2) For MCAP between RS 1,600 Crore and RS RS 4,000 Crore, there will be no change in MPO of RS 400 Crore. No change in the MPS of 25% will also be achieved to be reached within 3 years of the date of the list.

3) For MCAP between RS 4,000 Crore and RS 50,000 Crore, MPO is retained of 10%.

4) For MCAP between RS 50,000 Crore and RS 100,000 Crore, MPO of RS 1,000 Crore and at least 8% of the post -issue -market capitalization are recommended. In the meantime, MPs of 25% must be reached within 5 years after the date of mention. The current MPS provisions require a threshold of 25% to reach within 3 years after the date of mention.

5) For MCAP between RS 1.00,000 CR and RS 5.00,000 crore, MPO of RS 6.250 Crore and at least 2.75% of the postal problem, market capitalization is proposed. In the event that the public shareholding is less than 15% on the date of mention, the members of parliament of 15% must be reached within 5 years and 25% within 10 years after the date of mention.

6) For MCAP above RS 5.00,000 crore, MPO of RS 15,000 crore and at least 1% of market capitalization after issue, a minimum dilution of 2.5% is proposed.

If the public shareholding is less than 15% on the date of mention, the members of parliament of 15% must be reached within 5 years and 25% within 10 years of the date of mention.
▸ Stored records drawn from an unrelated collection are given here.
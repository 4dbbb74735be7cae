use std::path::PathBuf;
use thiserror::Error;

#[derive(Error, Debug)]
pub enum PhotodexError {
    #[error("Configuration error: {0}")]
    Config(#[from] ConfigError),

    #[error("Worker error: {0}")]
    Worker(#[from] WorkerError),

    #[error("Metadata error: {0}")]
    Metadata(#[from] MetadataError),

    #[error("Database error: {0}")]
    Database(#[from] crate::db::DatabaseError),
}

#[derive(Error, Debug)]
pub enum ConfigError {
    #[error("Failed to read config file '{path}': {source}")]
    ReadFile {
        path: PathBuf,
        #[source]
        source: std::io::Error,
    },

    #[error("Failed to parse config JSON: {0}")]
    ParseJson(#[from] serde_json::Error),

    #[error("Config validation failed: {message}")]
    Validation { message: String },

    #[error("Invalid exclude pattern '{pattern}': {reason}")]
    InvalidPattern { pattern: String, reason: String },
}

#[derive(Error, Debug)]
pub enum WorkerError {
    #[error("Worker channel closed unexpectedly")]
    ChannelClosed,

    #[error("Watch error: {0}")]
    WatchError(String),
}

#[derive(Error, Debug)]
pub enum MetadataError {
    #[error("Failed to read '{path}': {source}")]
    ReadFile {
        path: PathBuf,
        #[source]
        source: std::io::Error,
    },

    #[error("Failed to probe image '{path}': {reason}")]
    Probe { path: PathBuf, reason: String },
}

pub type Result<T> = std::result::Result<T, PhotodexError>;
In the event that the public shareholding is 15% or higher, such as on the date of mention, the members of parliament of 25% must be reached within 5 years after the date of the list.

Sebi noted that the difficulty to meet the standards for minimal public shareholders (MPS) not only apply to new issues, but also to non-compliant companies. To guarantee parity, the extensive timelines also apply to such entities. Fines and fines that are imposed by trade fairs for non-compliance with the past will continue to pay until the new timelines have been informed.